/cohort_parallel

A toy problem showing how to parallelise the SEAPODYM code along cohorts

Primary LanguagePythonMIT LicenseMIT

cohort_parallel

A toy problem showing how to parallelise the SEAPODYM code along cohorts

How to install the code

You need:

  • python 3.x
  • MPI
  • mpi4py
  • defopt

Type

pip install mpi4py defopt

to install the packages. Then type

pip install -e .

to install cohort_parallel.

How to run the code

Specify the number of workers NW (= number of cores), the number of age groups (NA) and the number of time steps NT with the command

mpiexec -n NW python cohort_parallel/simulator.py --nt NT --na NA

By default, each task will take 0.015 sec per time step.

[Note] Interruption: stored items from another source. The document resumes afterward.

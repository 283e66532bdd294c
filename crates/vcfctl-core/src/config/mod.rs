//! Configuration and profile management
//!
// Nested config module is intentional for the config subsystem
#![allow(clippy::module_inception)]
//!
//! - Named profiles, one per SDDC Manager
//! - Optional OS keyring storage for passwords
//! - `${VAR}` expansion in the config file
//! - `VCF_*` environment variables as overrides or a complete connection

pub mod config;
pub mod credential;
pub mod error;

pub use config::{
    Config, ENV_ALLOW_UNVERIFIED_TLS, ENV_HOST, ENV_PASSWORD, ENV_POLL_INTERVAL, ENV_USERNAME,
    Profile, ResolvedProfile,
};
pub use credential::{CredentialStorage, CredentialStore};
pub use error::{ConfigError, Result};
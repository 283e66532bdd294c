//! Structured errors reported by the SDDC Manager API
//!
//! Every non-2xx response from the service carries an error document that may
//! nest further errors. This module models that document, walks it, and
//! defines [`ApiResponse`], the three-way outcome of a single API call.

use reqwest::StatusCode;
use serde::{Deserialize, Serialize};
use std::collections::HashMap;
use tracing::error;

/// Error document returned by the service for non-success responses
#[derive(Debug, Clone, Default, PartialEq, Serialize, Deserialize)]
#[serde(rename_all = "camelCase")]
pub struct ServiceError {
    #[serde(default, skip_serializing_if = "Vec::is_empty")]
    pub arguments: Vec<String>,
    #[serde(default, skip_serializing_if = "Vec::is_empty")]
    pub causes: Vec<ErrorCause>,
    #[serde(default, skip_serializing_if = "HashMap::is_empty")]
    pub context: HashMap<String, String>,
    #[serde(default, skip_serializing_if = "Option::is_none")]
    pub error_code: Option<String>,
    #[serde(default, skip_serializing_if = "Option::is_none")]
    pub error_type: Option<String>,
    #[serde(default, skip_serializing_if = "Option::is_none")]
    pub message: Option<String>,
    #[serde(default, skip_serializing_if = "Vec::is_empty")]
    pub nested_errors: Vec<ServiceError>,
    /// Correlation token to quote when contacting support
    #[serde(default, skip_serializing_if = "Option::is_none")]
    pub reference_token: Option<String>,
    #[serde(default, skip_serializing_if = "Option::is_none")]
    pub remediation_message: Option<String>,
}

/// One entry of [`ServiceError::causes`]
#[derive(Debug, Clone, Default, PartialEq, Serialize, Deserialize)]
pub struct ErrorCause {
    #[serde(default, skip_serializing_if = "Option::is_none")]
    pub message: Option<String>,
    #[serde(default, rename = "type", skip_serializing_if = "Option::is_none")]
    pub cause_type: Option<String>,
}

impl ServiceError {
    /// Parse a raw response body into an error document.
    ///
    /// Returns `None` when the body is not a JSON object of this shape, or
    /// when it parses but carries none of the fields that identify an error
    /// document. Callers use `None` to tell "unparseable" apart from a
    /// well-formed API error.
    pub fn from_body(body: &str) -> Option<Self> {
        let parsed: Self = serde_json::from_str(body).ok()?;
        parsed.is_recognizable().then_some(parsed)
    }

    fn is_recognizable(&self) -> bool {
        self.message.is_some()
            || self.error_code.is_some()
            || self.error_type.is_some()
            || self.reference_token.is_some()
            || self.remediation_message.is_some()
            || !self.nested_errors.is_empty()
    }

    /// All present messages, top-level first, then nested errors depth-first
    pub fn messages(&self) -> Vec<&str> {
        let mut out = Vec::new();
        self.collect_messages(&mut out);
        out
    }

    fn collect_messages<'a>(&'a self, out: &mut Vec<&'a str>) {
        if let Some(message) = self.message.as_deref() {
            out.push(message);
        }
        for nested in &self.nested_errors {
            nested.collect_messages(out);
        }
    }

    /// The message to show a user: the top-level message, else the first
    /// nested one, else the error code.
    pub fn summary(&self) -> String {
        self.messages()
            .first()
            .map(|m| (*m).to_string())
            .or_else(|| self.error_code.clone())
            .unwrap_or_else(|| "unknown service error".to_string())
    }
}

impl std::fmt::Display for ServiceError {
    fn fmt(&self, f: &mut std::fmt::Formatter<'_>) -> std::fmt::Result {
        write!(f, "{}", self.summary())?;
        if let Some(remediation) = &self.remediation_message {
            write!(f, " (remediation: {remediation})")?;
        }
        if let Some(token) = &self.reference_token {
            write!(f, " [reference token: {token}]")?;
        }
        Ok(())
    }
}

/// Parse a raw body into a [`ServiceError`]; see [`ServiceError::from_body`]
pub fn get_error(body: &str) -> Option<ServiceError> {
    ServiceError::from_body(body)
}

/// Log every message of an error tree at error level, in pre-order
pub fn log_error(err: &ServiceError) {
    for message in err.messages() {
        error!("{}", message);
    }
}

/// Outcome of one API call that reached the service
///
/// Transport failures are reported separately through `CoreError`; this type
/// only distinguishes what the service answered.
#[derive(Debug, Clone, PartialEq)]
pub enum ApiResponse<T> {
    /// 2xx with a body of the expected shape
    Ok(T),
    /// Non-2xx with a well-formed error document
    ApiError {
        status: StatusCode,
        error: ServiceError,
    },
    /// A body that matched neither the expected shape nor an error document
    Unparseable { status: StatusCode, body: String },
}

impl<T> ApiResponse<T> {
    /// Collapse into a `Result`, treating an unparseable body as an error
    pub fn into_result(self) -> crate::Result<T> {
        match self {
            ApiResponse::Ok(value) => Ok(value),
            ApiResponse::ApiError { status, error } => {
                Err(crate::CoreError::Api { status, error })
            }
            ApiResponse::Unparseable { status, body } => {
                Err(crate::CoreError::UnexpectedResponse { status, body })
            }
        }
    }

    pub fn is_ok(&self) -> bool {
        matches!(self, ApiResponse::Ok(_))
    }

    pub fn ok(self) -> Option<T> {
        match self {
            ApiResponse::Ok(value) => Some(value),
            _ => None,
        }
    }

    pub fn map<U>(self, f: impl FnOnce(T) -> U) -> ApiResponse<U> {
        match self {
            ApiResponse::Ok(value) => ApiResponse::Ok(f(value)),
            ApiResponse::ApiError { status, error } => ApiResponse::ApiError { status, error },
            ApiResponse::Unparseable { status, body } => ApiResponse::Unparseable { status, body },
        }
    }
}

#[cfg(test)]
mod tests {
    use super::*;
    use serde_json::json;

    fn leaf(message: &str) -> ServiceError {
        ServiceError {
            message: Some(message.to_string()),
            ..Default::default()
        }
    }

    #[test]
    fn test_parse_full_error_document() {
        let body = json!({
            "arguments": ["sfo-m01"],
            "causes": [{"message": "host unreachable", "type": "java.net.ConnectException"}],
            "context": {"domain": "sfo-m01"},
            "errorCode": "DOMAIN_CREATE_FAILED",
            "errorType": "SERVER_ERROR",
            "message": "Failed to create domain",
            "nestedErrors": [{"message": "Validation failed"}],
            "referenceToken": "ABC123",
            "remediationMessage": "Check host connectivity"
        })
        .to_string();

        let err = get_error(&body).unwrap();
        assert_eq!(err.error_code.as_deref(), Some("DOMAIN_CREATE_FAILED"));
        assert_eq!(err.causes[0].cause_type.as_deref(), Some("java.net.ConnectException"));
        assert_eq!(err.context.get("domain").map(String::as_str), Some("sfo-m01"));
        assert_eq!(err.nested_errors.len(), 1);
        assert_eq!(err.reference_token.as_deref(), Some("ABC123"));
    }

    #[test]
    fn test_messages_are_pre_order() {
        let err = ServiceError {
            message: Some("top".to_string()),
            nested_errors: vec![
                ServiceError {
                    message: Some("child 1".to_string()),
                    nested_errors: vec![leaf("grandchild")],
                    ..Default::default()
                },
                leaf("child 2"),
            ],
            ..Default::default()
        };

        assert_eq!(err.messages(), vec!["top", "child 1", "grandchild", "child 2"]);
    }

    #[test]
    fn test_messages_skip_absent() {
        let err = ServiceError {
            error_code: Some("E1".to_string()),
            nested_errors: vec![ServiceError::default(), leaf("only nested")],
            ..Default::default()
        };

        assert_eq!(err.messages(), vec!["only nested"]);
        assert_eq!(err.summary(), "only nested");
    }

    #[test]
    fn test_serialize_round_trip_keeps_order() {
        let err = ServiceError {
            message: Some("top".to_string()),
            nested_errors: vec![leaf("child 1"), leaf("child 2")],
            ..Default::default()
        };

        let body = serde_json::to_string(&err).unwrap();
        let parsed = get_error(&body).unwrap();
        assert_eq!(parsed.messages(), vec!["top", "child 1", "child 2"]);
        assert_eq!(parsed, err);
    }

    #[test]
    fn test_unparseable_bodies_yield_none() {
        assert!(get_error("<html>Bad Gateway</html>").is_none());
        assert!(get_error("").is_none());
        assert!(get_error("[1, 2, 3]").is_none());
        assert!(get_error(r#"{"message": 42}"#).is_none());
        // A JSON object with no error fields is not an error document
        assert!(get_error(r#"{"id": "t-1", "status": "Failed"}"#).is_none());
    }

    #[test]
    fn test_summary_falls_back_to_code() {
        let err = ServiceError {
            error_code: Some("VCF_E_401".to_string()),
            ..Default::default()
        };
        assert_eq!(err.summary(), "VCF_E_401");
        assert_eq!(ServiceError::default().summary(), "unknown service error");
    }

    #[test]
    fn test_display_includes_remediation_and_token() {
        let err = ServiceError {
            message: Some("Bring-up failed".to_string()),
            remediation_message: Some("Retry the task".to_string()),
            reference_token: Some("XYZ".to_string()),
            ..Default::default()
        };
        let text = err.to_string();
        assert!(text.starts_with("Bring-up failed"));
        assert!(text.contains("Retry the task"));
        assert!(text.contains("XYZ"));
    }

    #[test]
    fn test_api_response_into_result() {
        let ok: ApiResponse<u32> = ApiResponse::Ok(7);
        assert_eq!(ok.into_result().unwrap(), 7);

        let api: ApiResponse<u32> = ApiResponse::ApiError {
            status: StatusCode::BAD_REQUEST,
            error: leaf("bad payload"),
        };
        let err = api.into_result().unwrap_err();
        assert!(err.to_string().contains("bad payload"));

        let garbage: ApiResponse<u32> = ApiResponse::Unparseable {
            status: StatusCode::BAD_GATEWAY,
            body: "oops".to_string(),
        };
        assert!(garbage.into_result().is_err());
    }
}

A task can have up to NA time steps -- the worker takes other tasks to cover the number of time steps NT.

A full set of options is

python cohort_parallel/simulator.py -h

Example: interactive run

mpiexec -n 2 python cohort_parallel/simulator.py --na 4 --nt 8

The tables display the steps (rows) and the corresponding tasks executed by each worker (columns). For instance, worker 0 executes tasks 0 (step = 0-3) and task 7 (steps 4-7), as well as tasks 2 and 5.

Each step takes 0.015 seconds to execute. Since there are NT * NA steps, the total execution time 8 * 4 * 0.015 = 0.48 secs in this case. The wall clock time is 0.269 secs, which corresponds to a speedup of 0.48/0.269 = 1.787 for 2 processes.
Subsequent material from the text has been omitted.